While a few years ago you’d be lucky to get more than a single OS upgrade from a mid-range Android smartphone, the industry has come a long way since. These days, it’s not uncommon to get multiple OS upgrades from even rather cheap Android smartphones – and that means Samsung has had to bolster its long-term software support with this year’s Galaxy A55 5G to help it stand out in a more competitive space. 

That said, the Galaxy A55 5G – along with the cheaper A35 5G – will get four OS upgrades and five years of security patches, taking the phone all the way through to Android 18. It’s not quite as expansive as the seven years of OS upgrades you’ll find from the flagship Galaxy S24 series and the Google Pixel 8 range, but it’s a nice upgrade that’ll mean that your Galaxy A55 5G will continue to get new software features for the next few years. 

For reference, last year’s Samsung Galaxy A54 5G came with (still decent) three OS upgrades and four years of security patches. This means that Samsung has essentially extended the life of the Galaxy A55 by a whole year, completely free of charge. 

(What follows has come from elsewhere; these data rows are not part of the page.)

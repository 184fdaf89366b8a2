//! Delivery estimation module
//!
//! Pure, stateless computations shared by the customer-facing services:
//! given a destination, an order amount and a configuration snapshot,
//! decide whether the address is serviceable and estimate the delivery
//! fee and arrival time. Each call reads only its inputs; concurrent
//! invocations need no coordination.

#[macro_use]
pub mod macros;
pub mod haversine;
pub mod location;
pub mod rush_hour;

use crate::config::Config;
use chrono::{DateTime, TimeZone, Timelike};
use serde::Serialize;

use location::Coordinate;

/// Reason reported when the destination is beyond the serviceable radius
pub const OUT_OF_RADIUS_REASON: &str = "Outside delivery radius";

/// Lower bound no ETA range may fall below, in minutes
pub const ETA_RANGE_FLOOR_MINUTES: u32 = 15;
/// Minutes subtracted from the final estimate for the optimistic bound
pub const ETA_RANGE_SPREAD_BELOW_MINUTES: u32 = 10;
/// Minutes added to the final estimate for the pessimistic bound
pub const ETA_RANGE_SPREAD_ABOVE_MINUTES: u32 = 15;

/// Outcome of a delivery fee estimate. Serialized by the services as the
/// JSON payload of their fee endpoints; fields that do not apply to an
/// unavailable destination are skipped, not null.
#[derive(Debug, Clone, PartialEq, Serialize)]
#[serde(rename_all = "camelCase")]
pub struct FeeEstimate {
    /// Whether the destination is within the serviceable radius
    pub available: bool,

    /// Reason the destination is not serviceable
    #[serde(skip_serializing_if = "Option::is_none")]
    pub reason: Option<String>,

    /// Straight-line distance to the destination, rounded to 2 decimals
    #[serde(skip_serializing_if = "Option::is_none")]
    pub distance_km: Option<f64>,

    /// Delivery fee in currency units, 0 when the order qualifies for
    /// free delivery
    #[serde(skip_serializing_if = "Option::is_none")]
    pub fee: Option<u32>,

    /// Baseline arrival estimate in minutes, not rush-hour adjusted
    #[serde(skip_serializing_if = "Option::is_none")]
    pub eta_minutes: Option<u32>,

    /// The free-delivery threshold the estimate was computed against
    #[serde(skip_serializing_if = "Option::is_none")]
    pub free_threshold: Option<u32>,

    /// Whether the order amount reached the free-delivery threshold
    #[serde(skip_serializing_if = "Option::is_none")]
    pub qualifies_for_free: Option<bool>,
}

impl FeeEstimate {
    fn out_of_radius() -> Self {
        FeeEstimate {
            available: false,
            reason: Some(OUT_OF_RADIUS_REASON.to_string()),
            distance_km: None,
            fee: None,
            eta_minutes: None,
            free_threshold: None,
            qualifies_for_free: None,
        }
    }
}

/// Optimistic/pessimistic bounds around a timing estimate, in minutes
#[derive(Debug, Clone, Copy, PartialEq, Eq, Serialize)]
pub struct EtaRange {
    /// Earliest expected arrival in minutes, never below
    /// [`ETA_RANGE_FLOOR_MINUTES`]
    pub min: u32,

    /// Latest expected arrival in minutes
    pub max: u32,
}

/// Outcome of a rush-hour-adjusted timing estimate, independent of the
/// order amount.
#[derive(Debug, Clone, PartialEq, Serialize)]
#[serde(rename_all = "camelCase")]
pub struct TimingEstimate {
    /// Whether the destination is within the serviceable radius
    pub available: bool,

    /// Reason the destination is not serviceable
    #[serde(skip_serializing_if = "Option::is_none")]
    pub reason: Option<String>,

    /// Straight-line distance to the destination, rounded to 2 decimals
    #[serde(skip_serializing_if = "Option::is_none")]
    pub distance_km: Option<f64>,

    /// Rush-hour-adjusted arrival estimate in minutes
    #[serde(skip_serializing_if = "Option::is_none")]
    pub eta_minutes: Option<u32>,

    /// Bounds around the arrival estimate
    #[serde(skip_serializing_if = "Option::is_none")]
    pub eta_range: Option<EtaRange>,

    /// Whether the estimate was inflated by the rush-hour multiplier
    #[serde(skip_serializing_if = "Option::is_none")]
    pub is_rush_hour: Option<bool>,
}

impl TimingEstimate {
    fn out_of_radius() -> Self {
        TimingEstimate {
            available: false,
            reason: Some(OUT_OF_RADIUS_REASON.to_string()),
            distance_km: None,
            eta_minutes: None,
            eta_range: None,
            is_rush_hour: None,
        }
    }
}

/// Round a distance to 2 decimal places for reporting
fn round_distance_km(distance_km: f64) -> f64 {
    (distance_km * 100.0).round() / 100.0
}

/// Decide delivery availability and compute the fee for a destination
/// and order amount.
///
/// `order_amount` is in the same currency units as the configured fees;
/// callers pass 0 when no amount was supplied. The embedded ETA is the
/// baseline figure and is never rush-hour adjusted; [`estimate_timing`]
/// computes the adjusted one.
///
/// Coordinate ranges are not checked here, validation of request input
/// belongs to the calling service.
pub fn estimate_fee(destination: &Coordinate, order_amount: f64, config: &Config) -> FeeEstimate {
    let origin = config.origin();
    let distance = haversine::distance(&origin, destination);
    estimator_debug!(
        "(estimate_fee) distance_km: {}, order_amount: {}",
        distance,
        order_amount
    );

    if distance > config.radius_km {
        estimator_info!(
            "(estimate_fee) destination out of radius: {} > {} km.",
            distance,
            config.radius_km
        );
        return FeeEstimate::out_of_radius();
    }

    let qualifies_for_free = order_amount >= config.free_threshold as f64;
    let fee: f64 = if qualifies_for_free {
        0.0
    } else {
        config.base_fee as f64 + distance * config.per_km_fee as f64
    };
    let eta_minutes: f64 =
        config.base_eta_minutes as f64 + distance * config.per_km_eta_minutes as f64;

    FeeEstimate {
        available: true,
        reason: None,
        distance_km: Some(round_distance_km(distance)),
        fee: Some(fee.round() as u32),
        eta_minutes: Some(eta_minutes.round() as u32),
        free_threshold: Some(config.free_threshold),
        qualifies_for_free: Some(qualifies_for_free),
    }
}

/// Produce a rush-hour-adjusted timing estimate for the given local hour
/// [0, 23].
pub fn estimate_timing_at_hour(
    destination: &Coordinate,
    config: &Config,
    hour: u32,
) -> TimingEstimate {
    let origin = config.origin();
    let distance = haversine::distance(&origin, destination);
    estimator_debug!(
        "(estimate_timing_at_hour) distance_km: {}, hour: {}",
        distance,
        hour
    );

    if distance > config.radius_km {
        estimator_info!(
            "(estimate_timing_at_hour) destination out of radius: {} > {} km.",
            distance,
            config.radius_km
        );
        return TimingEstimate::out_of_radius();
    }

    let base_estimate: f64 =
        config.base_eta_minutes as f64 + distance * config.per_km_eta_minutes as f64;
    let multiplier = rush_hour::multiplier(hour);
    let final_estimate = (base_estimate * multiplier).round() as u32;

    let eta_range = EtaRange {
        min: final_estimate
            .saturating_sub(ETA_RANGE_SPREAD_BELOW_MINUTES)
            .max(ETA_RANGE_FLOOR_MINUTES),
        max: final_estimate + ETA_RANGE_SPREAD_ABOVE_MINUTES,
    };

    TimingEstimate {
        available: true,
        reason: None,
        distance_km: Some(round_distance_km(distance)),
        eta_minutes: Some(final_estimate),
        eta_range: Some(eta_range),
        is_rush_hour: Some(multiplier > 1.0),
    }
}

/// Produce a rush-hour-adjusted timing estimate for the wall-clock time
/// `now`, using the hour in `now`'s own timezone.
pub fn estimate_timing<Tz: TimeZone>(
    destination: &Coordinate,
    config: &Config,
    now: &DateTime<Tz>,
) -> TimingEstimate {
    estimate_timing_at_hour(destination, config, now.hour())
}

Camera module on the Samsung Galaxy A54
Image Credit (Trusted Reviews)

The Samsung Galaxy A55 5G is more affordable

Despite the improved features on offer, the Samsung Galaxy A55 5G is slightly cheaper than last year’s Galaxy A54 5G – at RRP anyway. 

The Galaxy A54 5G would cost either £449 or £499, depending on whether you opted for 128 GB or 256GB of storage, while this year’s Galaxy A55 5G will cost a slightly reduced £439 and £489 for the same storage options.

Of course, being a year old, the Galaxy A54 5G can be found for much less than its £449 RRP, but it’s nice to see Samsung at least attempting to make it a more compelling option in a busy mid-range market. 

The Samsung Galaxy A54 5G is available to buy now, while the Samsung Galaxy A55 5G will be released on 20 March 2024.